As we’ve discussed, Vermont’s first in the nation GMO labeling law (Act 120) is slated to go into effect on July 1 (a basic rundown of the law’s requirements can be found here.) The rules adopted by the Vermont Attorney General to implement the original law included a provision effectively delaying enforcement for certain packaged, processed foods until January 1, 2017 to allow retailers to clear inventories of foods manufactured and distributed before the law took effect. No similar protection was offered, however, from private civil lawsuits authorized by Act 120.

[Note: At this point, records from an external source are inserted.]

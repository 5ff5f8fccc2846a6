use serde::{Deserialize, Serialize};
use std::fmt;

/// Reference frame a coordinate is expressed in.
#[derive(Clone, Copy, Debug, Default, PartialEq, Eq, Hash, Serialize, Deserialize)]
#[serde(rename_all = "snake_case")]
pub enum Frame {
    /// Fixed frame of the inspected asset (site map).
    #[default]
    Asset,
    /// Frame attached to the robot body.
    Robot,
}

impl fmt::Display for Frame {
    fn fmt(&self, f: &mut fmt::Formatter<'_>) -> fmt::Result {
        match self {
            Self::Asset => write!(f, "asset"),
            Self::Robot => write!(f, "robot"),
        }
    }
}

/// Point in space.
#[derive(Clone, Copy, Debug, PartialEq, Serialize, Deserialize)]
pub struct Position {
    pub x: f64,
    pub y: f64,
    pub z: f64,
    #[serde(default)]
    pub frame: Frame,
}

impl Position {
    #[must_use]
    pub fn new(x: f64, y: f64, z: f64, frame: Frame) -> Self {
        Self { x, y, z, frame }
    }

    #[must_use]
    pub fn to_array(&self) -> [f64; 3] {
        [self.x, self.y, self.z]
    }

    /// Euclidean distance, ignoring the frame tag.
    #[must_use]
    pub fn distance_to(&self, other: &Position) -> f64 {
        let dx = self.x - other.x;
        let dy = self.y - other.y;
        let dz = self.z - other.z;
        (dx * dx + dy * dy + dz * dz).sqrt()
    }

    /// True when every axis differs by at most `atol`.
    #[must_use]
    pub fn within_tolerance(&self, other: &Position, atol: f64) -> bool {
        self.to_array()
            .iter()
            .zip(other.to_array().iter())
            .all(|(a, b)| (a - b).abs() <= atol)
    }

    #[must_use]
    pub fn offset(&self, dx: f64, dy: f64, dz: f64) -> Self {
        Self {
            x: self.x + dx,
            y: self.y + dy,
            z: self.z + dz,
            frame: self.frame,
        }
    }
}

/// Orientation as a unit quaternion.
#[derive(Clone, Copy, Debug, PartialEq, Serialize, Deserialize)]
pub struct Orientation {
    pub x: f64,
    pub y: f64,
    pub z: f64,
    pub w: f64,
    #[serde(default)]
    pub frame: Frame,
}

impl Default for Orientation {
    fn default() -> Self {
        Self {
            x: 0.0,
            y: 0.0,
            z: 0.0,
            w: 1.0,
            frame: Frame::Asset,
        }
    }
}

/// Position plus orientation, the target of a task and the pose recorded at capture.
#[derive(Clone, Copy, Debug, PartialEq, Serialize, Deserialize)]
pub struct Pose {
    pub position: Position,
    #[serde(default)]
    pub orientation: Orientation,
    #[serde(default)]
    pub frame: Frame,
}

impl Pose {
    /// Pose at `position` with identity orientation in the same frame.
    #[must_use]
    pub fn at(position: Position) -> Self {
        Self {
            position,
            orientation: Orientation {
                frame: position.frame,
                ..Orientation::default()
            },
            frame: position.frame,
        }
    }
}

Responding to concerns from Vermont grocers and retailers about the possibility of consumer lawsuits over foods labeled before Act 120’s effective date, the Vermont legislature included a providing in this year’s budget bill delaying the civil suit provision in the law. Under the new law, consumers will not be able to bring Act 120 lawsuits until July 1, 2017.

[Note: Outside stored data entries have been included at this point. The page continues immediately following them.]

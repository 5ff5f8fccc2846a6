//! Entry point used by the outside world to start and stop missions.

use crate::error::RejectionError;
use crate::machine::{State, StateMachineHandle};
use crate::mission_source::{MissionDefinition, MissionSource};
use crate::model::{Mission, MissionId};
use serde::Serialize;
use std::sync::Arc;
use tracing::{info, warn};

/// Answer to an accepted start request. Execution continues in the background.
#[derive(Clone, Debug, PartialEq, Eq, Serialize)]
pub struct StartAccepted {
    pub mission_id: MissionId,
    pub definition_id: Option<String>,
    pub name: String,
    pub tasks: usize,
}

impl StartAccepted {
    fn for_mission(mission: &Mission) -> Self {
        Self {
            mission_id: mission.id,
            definition_id: mission.definition_id.clone(),
            name: mission.name.clone(),
            tasks: mission.tasks.len(),
        }
    }
}

#[derive(Clone)]
pub struct SchedulingUtilities {
    source: Arc<dyn MissionSource>,
    machine: StateMachineHandle,
}

impl SchedulingUtilities {
    pub fn new(source: Arc<dyn MissionSource>, machine: StateMachineHandle) -> Self {
        Self { source, machine }
    }

    /// Load predefined mission `id` and hand it to the state machine.
    pub async fn start_mission(&self, id: &str) -> Result<StartAccepted, RejectionError> {
        let mission = self.source.load_mission(id).map_err(|err| {
            warn!(definition = id, error = %err, "mission definition rejected");
            RejectionError::from(err)
        })?;
        self.schedule(mission).await
    }

    /// Start an ad-hoc definition that is not part of the mission source.
    pub async fn start_mission_definition(
        &self,
        definition: &MissionDefinition,
    ) -> Result<StartAccepted, RejectionError> {
        let fallback = definition.id.clone().unwrap_or_else(|| "adhoc".to_string());
        self.schedule(definition.to_mission(&fallback)).await
    }

    async fn schedule(&self, mission: Mission) -> Result<StartAccepted, RejectionError> {
        let accepted = StartAccepted::for_mission(&mission);
        match self.machine.schedule(mission).await {
            Ok(_) => {
                info!(
                    mission_id = %accepted.mission_id,
                    definition = ?accepted.definition_id,
                    "mission scheduled"
                );
                Ok(accepted)
            }
            Err(err) => {
                warn!(error = %err, "mission not scheduled");
                Err(err)
            }
        }
    }

    /// Request a stop of the active mission.
    pub async fn stop_mission(&self) -> Result<MissionId, RejectionError> {
        self.machine.stop().await
    }

    #[must_use]
    pub fn current_state(&self) -> State {
        self.machine.current_state()
    }

    #[must_use]
    pub fn current_mission(&self) -> Option<Mission> {
        self.machine.current_mission()
    }

    #[must_use]
    pub fn machine(&self) -> &StateMachineHandle {
        &self.machine
    }
}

This new provision is a welcome development for both food retailers, who may have faced the prospect of costly litigation over products ultimately not subject to Act 120’s requirements, and many of Act 120’s proponents, who believed that a rash of lawsuits against local grocers would erode local support for GMO labeling legislation in general.
Importantly, the revision to Act 120 does not delay the overall effective date of the law. Manufacturers and retailers still must comply with the labeling requirements by July 1.